Papas Misoginos

Las palabras fueron –son- determinantes, tajantes y con formulación hasta casi dogmática. Pablo VI, en su Carta Apostólica “Inter insigniores”, aseguró en el año 1976 que “la Iglesia no se considera autorizada a admitir a las mujeres a la ordenación sacerdotal”.

Tal doctrina fue soberanamente reforzada con toda solemnidad, al menos en dos ocasiones, por el Papa Juan Pablo II. En su Carta Apostólica “Ordinatio sacerdotalis” (sobre la ordenación sacerdotal reservada a los hombres), afirmó en 1994, que “para despejar toda duda sobre una cuestión tan importante que atañe a la constitución divina de la Iglesia, en virtud de del ministerio de confirmar la fe a mis hermanos (Luc. 22, 32) declaro que la Iglesia no tiene en modo alguno la facultad de conferir la ordenación sacerdotal a las mujeres y este dictamen debe ser considerado definitivo para todos los fieles de la Iglesia…”. Con idénticas palabras, en su posterior Carta Apostólica “Mulieris dignitatem” del año 1998. insistió en su doctrina proclamando que “Cristo llamó como apóstoles suyos solo a los hombres, de un modo libre y soberano”.

Formulada así una doctrina, de la que se afirma y reafirma que “atañe a la constitución divina de la Iglesia”, gracias sean dadas a Dios y a la libertad con la que quiso dotar a las personas como tales, y más a los cristianos, tendrá que seguir siendo “legítimo, digno y saludable”, formularse algunas preguntas, siempre con la edificante intención de que sus respuestas contribuyan, en el respeto y unidad plural de sus miembros, situaciones y tiempos, a que la fe se confirme como medio e instrumento de la auténtica salvación.

¿Se trata de una doctrina indiscutible, cierta y principal, y que habrá de mantenerse como verdad inconcusa e inflexible? Quienes no estén de acuerdo con ella, lo manifiesten o no, tanto en público como en privado ¿habrán de sentirse y ser excomulgados, con cuantas consecuencias en esta vida y en la otra ello pueda comportar?

¿Sería imaginable pensar que la “doctrina oficial” eclesiástica respecto a la negativa a la mujer a optar por el sacerdocio respondiera fundamentalmente a la tradicional misoginia mantenida en la mayoría de las culturas y religiones antiguas, y aún modernas? ¿Cómo podría explicarse que también la Iglesia se hubiera inficionado de virus tan denodada e interesadamente machista, y más cuando Cristo Jesús adoctrinó y vivió la igualdad de la relación hombre- mujer, con deferencias explícitas para estas?

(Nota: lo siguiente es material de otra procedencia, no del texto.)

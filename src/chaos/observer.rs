//! Observer hooks for the chaos decorator.

use super::FaultContext;
use crate::Error;

/// Why an intercepted operation passed through without a fault.
#[derive(Copy, Clone, Debug, PartialEq, Eq)]
pub enum SkipReason {
    /// Chaos is disabled globally or for this operation.
    Disabled,

    /// No policy is configured for this operation.
    NoPolicy,

    /// The resource name matched none of the configured patterns.
    NameMismatch,

    /// The operation's caller-supplied condition declined.
    ConditionFailed,

    /// The sliding-window fault-rate cap was reached.
    RateLimited,

    /// The selected fault reported it cannot run for this context.
    NotExecutable,
}

/// Receives callbacks around every chaos decision and fault execution.
///
/// All methods default to no-ops; implement the ones of interest. Panics
/// raised by an observer are caught and suppressed so they can never
/// disturb the decorated operation.
pub trait ChaosObserver: Send + Sync {
    /// The policy was consulted; `fault` names the chosen strategy, or is
    /// `None` when the policy declined.
    fn on_decision(&self, _context: &FaultContext, _fault: Option<&str>) {}

    /// A fault is about to execute.
    fn on_fault_start(&self, _context: &FaultContext, _fault: &str) {}

    /// A fault executed and the decorated call will proceed.
    fn on_fault_complete(&self, _context: &FaultContext, _fault: &str) {}

    /// A fault replaced the decorated call with an error.
    fn on_fault_error(&self, _context: &FaultContext, _fault: &str, _error: &Error) {}

    /// The operation passed through without consulting a fault.
    fn on_skip(&self, _context: &FaultContext, _reason: SkipReason) {}
}
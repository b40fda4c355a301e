//! Construction-time validation of chaos configurations.

use super::ChaosConfig;

/// The findings of a validation pass: hard errors and advisory warnings.
#[derive(Clone, Debug, Default)]
pub struct ValidationReport {
    /// Configurations that cannot behave as written.
    pub errors: Vec<String>,

    /// Configurations that are legal but probably not what was intended.
    pub warnings: Vec<String>,
}

impl ValidationReport {
    /// True when no errors were found.
    pub fn is_ok(&self) -> bool {
        self.errors.is_empty()
    }
}

/// Validates a chaos configuration without constructing a decorator.
pub fn validate(config: &ChaosConfig) -> ValidationReport {
    let mut report = ValidationReport::default();

    if !config.enabled {
        report
            .warnings
            .push("chaos is globally disabled; no faults will be injected".to_string());
    }

    let mut any_policy = false;
    if let Some(policy) = &config.default_policy {
        any_policy = true;
        policy.check("default policy", &mut report);
    }
    for (operation, settings) in &config.per_operation {
        if let Some(policy) = &settings.policy {
            any_policy = true;
            policy.check(&format!("{operation} policy"), &mut report);
        }
    }
    if !any_policy {
        report
            .warnings
            .push("no decision policies are configured".to_string());
    }

    if let Some(rate) = config.max_fault_rate {
        if config.rate_limit_window.is_zero() {
            report
                .errors
                .push("rate limit window must be positive".to_string());
        }
        if rate > 1_000 {
            report.warnings.push(format!(
                "fault-rate cap of {rate} per window is unlikely to limit anything"
            ));
        }
    }

    report
}
#![deny(warnings, rust_2018_idioms)]

//! The process-wide active-lease gauge. Kept in its own binary so no
//! concurrent test can move the counter mid-assertion.

use std::sync::Arc;
use std::time::Duration;
use tokio_util::sync::CancellationToken;

use holdfast::backend::atomic_kv::AtomicKvBackend;
use holdfast::backend::memory::InMemoryKvStore;
use holdfast::{active_leases, LeaseManager, ManagerOptions};

#[tokio::test]
async fn gauge_tracks_held_leases() {
    let cancel = CancellationToken::new();
    let manager = LeaseManager::with_options(
        Arc::new(AtomicKvBackend::new(InMemoryKvStore::new())),
        ManagerOptions {
            auto_renew: false,
            ..Default::default()
        },
    );

    let before = active_leases();

    let first = manager
        .try_acquire("res-gauge-1", None, &cancel)
        .await
        .expect("acquire")
        .expect("held");
    let second = manager
        .try_acquire("res-gauge-2", None, &cancel)
        .await
        .expect("acquire")
        .expect("held");
    assert_eq!(active_leases(), before + 2);

    // Losing the second handle decrements exactly once.
    manager
        .break_lease("res-gauge-2", &cancel)
        .await
        .expect("break");
    let rival = manager
        .try_acquire("res-gauge-2", None, &cancel)
        .await
        .expect("acquire")
        .expect("held");
    assert_eq!(active_leases(), before + 3);
    second.renew(&cancel).await.expect_err("ownership is gone");
    assert_eq!(active_leases(), before + 2);

    first.release(&cancel).await;
    rival.release(&cancel).await;
    assert_eq!(active_leases(), before);

    // Releasing again never double-decrements.
    first.release(&cancel).await;
    second.release(&cancel).await;
    tokio::time::sleep(Duration::from_millis(10)).await;
    assert_eq!(active_leases(), before);
}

¿Sería admisible una cierta relatividad de los “dogmas”, algunos de los cuales pudieran haber respondido tan solo a momentos históricos concretos, a decisiones humanas estimuladas por grupos de presión, como la Curia, por teólogos no convenientemente instruidos, o por obispos o Papas un tanto o un mucho alejados de las realidades terrenales? ¿Por qué añadir un motivo más de alejamiento y de condenaciones a otras Iglesias, tan cristianas como la católica, en las que las mujeres son y ejercen ya de sacerdotes y “obispas”’. ¿Es que la idea misma de la negación del sacerdocio a la mujer no les significa a estas la reafirmación en su discriminación dentro de la Iglesia, favoreciendo su indiferentismo que crecientemente se comprueba y puede demostrarse? ¿Cuándo, al menos jerárquicamente, llegará el día en el que la mujer deje de ser “pecado” en la Iglesia?

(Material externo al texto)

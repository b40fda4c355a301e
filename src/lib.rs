//! Distributed leases: time-bounded exclusive claims on named resources.
//!
//! A lease is a renewable claim on a resource name, backed by a remote
//! coordination store; while the claim is live its holder is the sole
//! legitimate actor on that resource. Typical uses are leader election,
//! singleton jobs, and cross-instance critical sections.
//!
//! The pieces compose bottom-up:
//!
//! - [`backend`]: drivers that speak one store's native protocol
//!   (server-side leases, versioned documents, atomic key-value) and
//!   normalise its failures into one taxonomy;
//! - [`Lease`]: the per-acquisition handle, with manual renew, idempotent
//!   release, lifecycle events, and an optional background auto-renewal
//!   engine;
//! - [`LeaseManager`]: the front end with validation, single-shot
//!   `try_acquire`, and blocking `acquire` with a retry/timeout budget;
//! - [`chaos`]: a decorator that injects configurable faults into any
//!   backend, for resilience testing.
//!
//! Acquisition never treats competition as an error: `try_acquire` returns
//! `None` while someone else holds the resource, and errors are reserved
//! for infrastructure problems.

#![deny(warnings, rust_2018_idioms)]
#![forbid(unsafe_code)]

pub mod backend;
pub mod chaos;
mod error;
mod lease;
mod manager;
mod renewal;

pub use self::error::Error;
pub use self::lease::{active_leases, Lease, LeaseEvent, LeaseState};
pub use self::manager::{LeaseDuration, LeaseManager, ManagerOptions};
pub use self::renewal::{RenewalConfig, DEFAULT_SAFETY_THRESHOLD};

En tan desolador panorama pontificio, antifemenino y antieclesial, por fin han comenzado a relucir estrellas de limpia, santa y guapa esperanza encendidas por el Papa Francisco. Precisamente en el 25 aniversario de la publicación de la citada Carta Apostólica “Mulieris dignitatem” firmada por su antecesor Juan Pablo II, y en la convención mantenida con responsables de organizaciones femeninas católicas, pronunció estas razonables palabras: “En 25 años han cambiado mucho las cosas. La Iglesia es mujer y madre. Personalmente sufro mucho cuando veo y compruebo que a las mujeres en la Iglesia solo les compete realizar funciones propias de la servidumbre –dependencia y sumisión- y no de servicio”.